Further, scintillating optical fibers produced by the known technique have an attenuation length which in practice is less than 2 meters, that is, beyond this length, the ratio of the quantity of light emitted from the end of the fiber to the quantity of light produced at the site by the excitation energy becomes too weak for practical use. This limit shows up in particular in the molar extinction coefficient of the material of these fibers which is on the order of 20 to 30 liters/mole.cm at 420 nm.
Finally, the known fibers used in bundles in detectors require the presence of a supplemental opaque sheath around each fiber for suppressing `diaphotic` phenomena, consisting in a delocalization of the light from the excited fiber toward the adjacent fibers, which reduces the resolution of the detector. The need for this supplemental opaque sheath increases the cost of the production process, while its burdensome nature is prejudicial to the performances of the bundles of fibers and thus of the detector.

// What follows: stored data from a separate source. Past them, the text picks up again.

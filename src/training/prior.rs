//! Class-prior baseline

use crate::error::{CreditScoreError, Result};
use ndarray::{Array1, Array2};
use serde::{Deserialize, Serialize};

use super::{check_fit_input, BinaryClassifier};

/// Ignores the features and predicts the training positive rate
#[derive(Debug, Clone, Default, Serialize, Deserialize)]
pub struct PriorClassifier {
    positive_rate: Option<f64>,
}

impl PriorClassifier {
    pub fn new() -> Self {
        Self::default()
    }

    pub fn positive_rate(&self) -> Option<f64> {
        self.positive_rate
    }

    fn rate(&self) -> Result<f64> {
        self.positive_rate.ok_or(CreditScoreError::ModelNotFitted)
    }
}

impl BinaryClassifier for PriorClassifier {
    fn fit(&mut self, x: &Array2<f64>, y: &Array1<f64>) -> Result<()> {
        check_fit_input(x, y)?;
        let positives = y.iter().filter(|&&v| v > 0.5).count();
        self.positive_rate = Some(positives as f64 / y.len() as f64);
        Ok(())
    }

    /// Log-odds of the prior
    fn decision_function(&self, x: &Array2<f64>) -> Result<Array1<f64>> {
        let p = self.rate()?.clamp(1e-15, 1.0 - 1e-15);
        Ok(Array1::from_elem(x.nrows(), (p / (1.0 - p)).ln()))
    }

    fn predict_proba(&self, x: &Array2<f64>) -> Result<Option<Array1<f64>>> {
        Ok(Some(Array1::from_elem(x.nrows(), self.rate()?)))
    }
}

#[cfg(test)]
mod tests {
    use super::*;
    use ndarray::array;

    #[test]
    fn test_prior() {
        let x = Array2::zeros((4, 2));
        let y = array![1.0, 0.0, 0.0, 0.0];
        let mut prior = PriorClassifier::new();
        prior.fit(&x, &y).unwrap();

        assert_eq!(prior.positive_rate(), Some(0.25));
        let probs = prior.predict_proba(&x).unwrap().unwrap();
        assert!(probs.iter().all(|&p| p == 0.25));
        let scores = prior.decision_function(&x).unwrap();
        assert!((scores[0] - (1.0f64 / 3.0).ln()).abs() < 1e-12);
    }

    #[test]
    fn test_single_class_score_is_finite() {
        let x = Array2::zeros((3, 1));
        let mut prior = PriorClassifier::new();
        prior.fit(&x, &Array1::ones(3)).unwrap();
        assert!(prior.decision_function(&x).unwrap()[0].is_finite());
    }
}
//! Feature pipeline
//!
//! A [`Pipeline`] is an ordered list of stages. Fitting it on a dataset binds
//! the training statistics and yields a [`FittedPipeline`], which is then a
//! pure function from observations to a feature matrix.

mod impute;
mod scaler;
mod text;

pub use impute::{is_missing, Imputer, MeanImputer};
pub use scaler::MinMaxScaler;
pub use text::{TextFeaturizer, TextTokenizer};

use crate::config::HarnessConfig;
use crate::data::{Dataset, Observation};
use crate::error::{CreditScoreError, Result};
use ndarray::{concatenate, Array2, Axis};
use serde::{Deserialize, Serialize};
use std::fmt;
use tracing::debug;

/// Name of the concatenated feature vector
pub const FEATURES: &str = "Features";

/// One transform step
#[derive(Debug, Clone, PartialEq, Eq, Serialize, Deserialize)]
pub enum Stage {
    /// Mean-impute NaN in one numeric column
    ReplaceMissing { column: String },
    /// Word and char-trigram counts of a text column
    FeaturizeText { column: String },
    /// Join numeric columns and text slots into one vector
    Concatenate { output: String },
    /// Min-max scale every slot of a vector
    NormalizeMinMax { column: String },
    /// Terminal learner; fit by the trainer strategy, not the pipeline
    Train { trainer: String },
}

impl fmt::Display for Stage {
    fn fmt(&self, f: &mut fmt::Formatter<'_>) -> fmt::Result {
        match self {
            Stage::ReplaceMissing { column } => write!(f, "ReplaceMissing({}, mean)", column),
            Stage::FeaturizeText { column } => write!(f, "FeaturizeText({})", column),
            Stage::Concatenate { output } => write!(f, "Concatenate({})", output),
            Stage::NormalizeMinMax { column } => write!(f, "NormalizeMinMax({})", column),
            Stage::Train { trainer } => write!(f, "Train({})", trainer),
        }
    }
}

/// Unfitted stage list plus the column layout it runs over
#[derive(Debug, Clone, PartialEq, Eq, Serialize, Deserialize)]
pub struct Pipeline {
    numeric_columns: Vec<String>,
    stages: Vec<Stage>,
}

impl Pipeline {
    /// Standard preprocessing: impute each ratio, featurize the code,
    /// concatenate, then normalize.
    pub fn base(config: &HarnessConfig) -> Self {
        let mut stages: Vec<Stage> = config
            .numeric_columns
            .iter()
            .map(|c| Stage::ReplaceMissing { column: c.clone() })
            .collect();
        stages.push(Stage::FeaturizeText {
            column: config.categorical_column.clone(),
        });
        stages.push(Stage::Concatenate {
            output: FEATURES.to_string(),
        });
        stages.push(Stage::NormalizeMinMax {
            column: FEATURES.to_string(),
        });

        Self {
            numeric_columns: config.numeric_columns.clone(),
            stages,
        }
    }

    /// New pipeline with `stage` at the end
    pub fn append(&self, stage: Stage) -> Self {
        let mut next = self.clone();
        next.stages.push(stage);
        next
    }

    pub fn stages(&self) -> &[Stage] {
        &self.stages
    }

    /// Bind training statistics for every stage
    pub fn fit(&self, data: &Dataset) -> Result<FittedPipeline> {
        if data.is_empty() {
            return Err(CreditScoreError::FitError(
                "cannot fit a pipeline on an empty dataset".to_string(),
            ));
        }

        let numeric = numeric_matrix(data.observations(), self.numeric_columns.len())?;

        let mut fitted = FittedPipeline {
            numeric_columns: self.numeric_columns.clone(),
            stages: self.stages.clone(),
            imputer: None,
            featurizer: None,
            scaler: None,
        };

        let impute_columns: Vec<usize> = self
            .stages
            .iter()
            .filter_map(|s| match s {
                Stage::ReplaceMissing { column } => {
                    self.numeric_columns.iter().position(|c| c == column)
                }
                _ => None,
            })
            .collect();

        let mut current = numeric;
        let mut text_block: Option<Array2<f64>> = None;

        for stage in &self.stages {
            match stage {
                Stage::ReplaceMissing { column } => {
                    if !self.numeric_columns.contains(column) {
                        return Err(CreditScoreError::SchemaMismatch {
                            expected: "a numeric column".to_string(),
                            actual: column.clone(),
                        });
                    }
                    if fitted.imputer.is_none() {
                        let mut imputer = MeanImputer::new(impute_columns.clone());
                        current = imputer.fit_transform(&current)?;
                        fitted.imputer = Some(imputer);
                    }
                }
                Stage::FeaturizeText { column } => {
                    let docs: Vec<&str> =
                        data.observations().iter().map(|o| o.cnae.as_str()).collect();
                    let mut featurizer = TextFeaturizer::new(column.clone());
                    featurizer.fit(&docs)?;
                    text_block = Some(featurizer.transform(&docs)?);
                    fitted.featurizer = Some(featurizer);
                }
                Stage::Concatenate { .. } => {
                    if let Some(block) = text_block.take() {
                        current = concatenate(Axis(1), &[current.view(), block.view()])?;
                    }
                }
                Stage::NormalizeMinMax { .. } => {
                    let mut scaler = MinMaxScaler::new();
                    scaler.fit(&current)?;
                    fitted.scaler = Some(scaler);
                }
                Stage::Train { .. } => {}
            }
            debug!(stage = %stage, "fitted pipeline stage");
        }

        Ok(fitted)
    }
}

/// Pipeline with training statistics bound
#[derive(Debug, Clone, PartialEq, Serialize, Deserialize)]
pub struct FittedPipeline {
    numeric_columns: Vec<String>,
    stages: Vec<Stage>,
    imputer: Option<MeanImputer>,
    featurizer: Option<TextFeaturizer>,
    scaler: Option<MinMaxScaler>,
}

impl FittedPipeline {
    /// Map observations to the feature matrix the learner was fit on
    pub fn transform(&self, observations: &[Observation]) -> Result<Array2<f64>> {
        let mut x = numeric_matrix(observations, self.numeric_columns.len())?;

        if let Some(imputer) = &self.imputer {
            x = imputer.transform(&x)?;
        }
        if let Some(featurizer) = &self.featurizer {
            let docs: Vec<&str> = observations.iter().map(|o| o.cnae.as_str()).collect();
            let block = featurizer.transform(&docs)?;
            x = concatenate(Axis(1), &[x.view(), block.view()])?;
        }
        if let Some(scaler) = &self.scaler {
            x = scaler.transform(&x)?;
        }

        Ok(x)
    }

    /// Slot names in column order
    pub fn feature_names(&self) -> Vec<String> {
        let mut names = self.numeric_columns.clone();
        if let Some(featurizer) = &self.featurizer {
            names.extend(featurizer.feature_names());
        }
        names
    }

    pub fn n_features(&self) -> usize {
        self.numeric_columns.len()
            + self.featurizer.as_ref().map_or(0, |f| f.n_features())
    }

    pub fn stages(&self) -> &[Stage] {
        &self.stages
    }
}

fn numeric_matrix(observations: &[Observation], width: usize) -> Result<Array2<f64>> {
    let mut flat = Vec::with_capacity(observations.len() * width);
    for (i, obs) in observations.iter().enumerate() {
        if obs.ratios.len() != width {
            return Err(CreditScoreError::SchemaMismatch {
                expected: format!("{} ratios", width),
                actual: format!("{} ratios in row {}", obs.ratios.len(), i),
            });
        }
        flat.extend_from_slice(&obs.ratios);
    }
    Ok(Array2::from_shape_vec((observations.len(), width), flat)?)
}
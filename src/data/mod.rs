//! Data module
//!
//! Provides:
//! - Positional CSV loading with fail-fast parsing
//! - Observation and schema types
//! - Datasets with seeded train/test partitioning

mod dataset;
mod loader;
mod observation;

pub use dataset::Dataset;
pub use loader::{load_observations, parse_label, parse_ratio, read_sample, CsvLoader};
pub use observation::{ColumnKind, ColumnSpec, Delimiter, Observation, Schema};
//! Credit Score ML - bankruptcy prediction harness
//!
//! Trains and compares a catalogue of binary classifiers on company
//! financial ratios plus an industry code, then reports how each one
//! generalizes and which features drive it.
//!
//! # Modules
//!
//! ## Data
//! - [`data`] - Schema, observations and CSV loading
//! - [`config`] - Harness configuration
//!
//! ## Modeling
//! - [`pipeline`] - Imputation, text featurization and scaling stages
//! - [`training`] - Learner implementations
//! - [`trainers`] - Trainer catalogue and the per-trainer run
//!
//! ## Results
//! - [`evaluation`] - Binary and multiclass metrics, k-fold splits
//! - [`explainability`] - Permutation feature importance
//! - [`export`] - Model artifacts
//! - [`reporting`] - Console and log report output
//!
//! ## Services
//! - [`cli`] - Command-line interface

// Core error handling
pub mod error;
pub mod config;

// Data and modeling
pub mod data;
pub mod pipeline;
pub mod training;
pub mod trainers;

// Results
pub mod evaluation;
pub mod explainability;
pub mod export;
pub mod reporting;

// Services
pub mod cli;

pub use error::{CreditScoreError, Result};

/// Re-export commonly used types
pub mod prelude {
    // Error handling
    pub use crate::error::{CreditScoreError, Result};

    // Configuration
    pub use crate::config::{EvaluationMode, HarnessConfig};

    // Data
    pub use crate::data::{Dataset, Delimiter, Observation, Schema};

    // Pipeline
    pub use crate::pipeline::{FittedPipeline, Pipeline, Stage};

    // Training
    pub use crate::training::{BinaryClassifier, Predictor};
    pub use crate::trainers::{run_batch, FittedModel, Prediction, ProcessOutcome, TrainerKind, TrainerStrategy};

    // Evaluation
    pub use crate::evaluation::{evaluate_binary, CrossValidationSummary, KFold, Metric, MetricsReport};

    // Explainability
    pub use crate::explainability::{ImportanceReport, PermutationImportance};

    // Export
    pub use crate::export::{load_model, save_model, score_file, ModelMetadata};

    // Reporting
    pub use crate::reporting::Reporter;
}
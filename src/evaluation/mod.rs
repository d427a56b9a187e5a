//! Evaluation
//!
//! Provides:
//! - Binary metrics along a calibrated and a non-calibrated path
//! - Seeded k-fold partitioning and fold summaries
//! - Multiclass metrics for learners with class probabilities

pub mod cross_validation;
pub mod metrics;
pub mod multiclass;

pub use cross_validation::{summarize_folds, CVSplit, CrossValidationSummary, KFold, MetricSummary};
pub use metrics::{
    auc, average_precision, evaluate_binary, log_loss, prior_entropy, BinaryMetrics,
    CalibratedBinaryMetrics, ConfusionMatrix, Metric, MetricsReport,
};
pub use multiclass::MulticlassMetrics;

Existing scintillating fibers and their technique for production have serious limitations, for which there is no currently known solution.
The present invention proposes to overcome the aforementioned drawbacks and to provide a solution permitting the production of scintillating optical fibers of a polymer susceptible of having diameters much lower than those of known fibers and benefitting from increased attenuation lengths, regardless of the diameter of said fibers.
One object is in particular to enable the production of quality fibers having diameters on the order of 30 to 50 microns.
Another object is in particular to permit a very significant reduction of the molar extinction coefficient of the core material of the fibers, a reduction in a ratio greater than 100.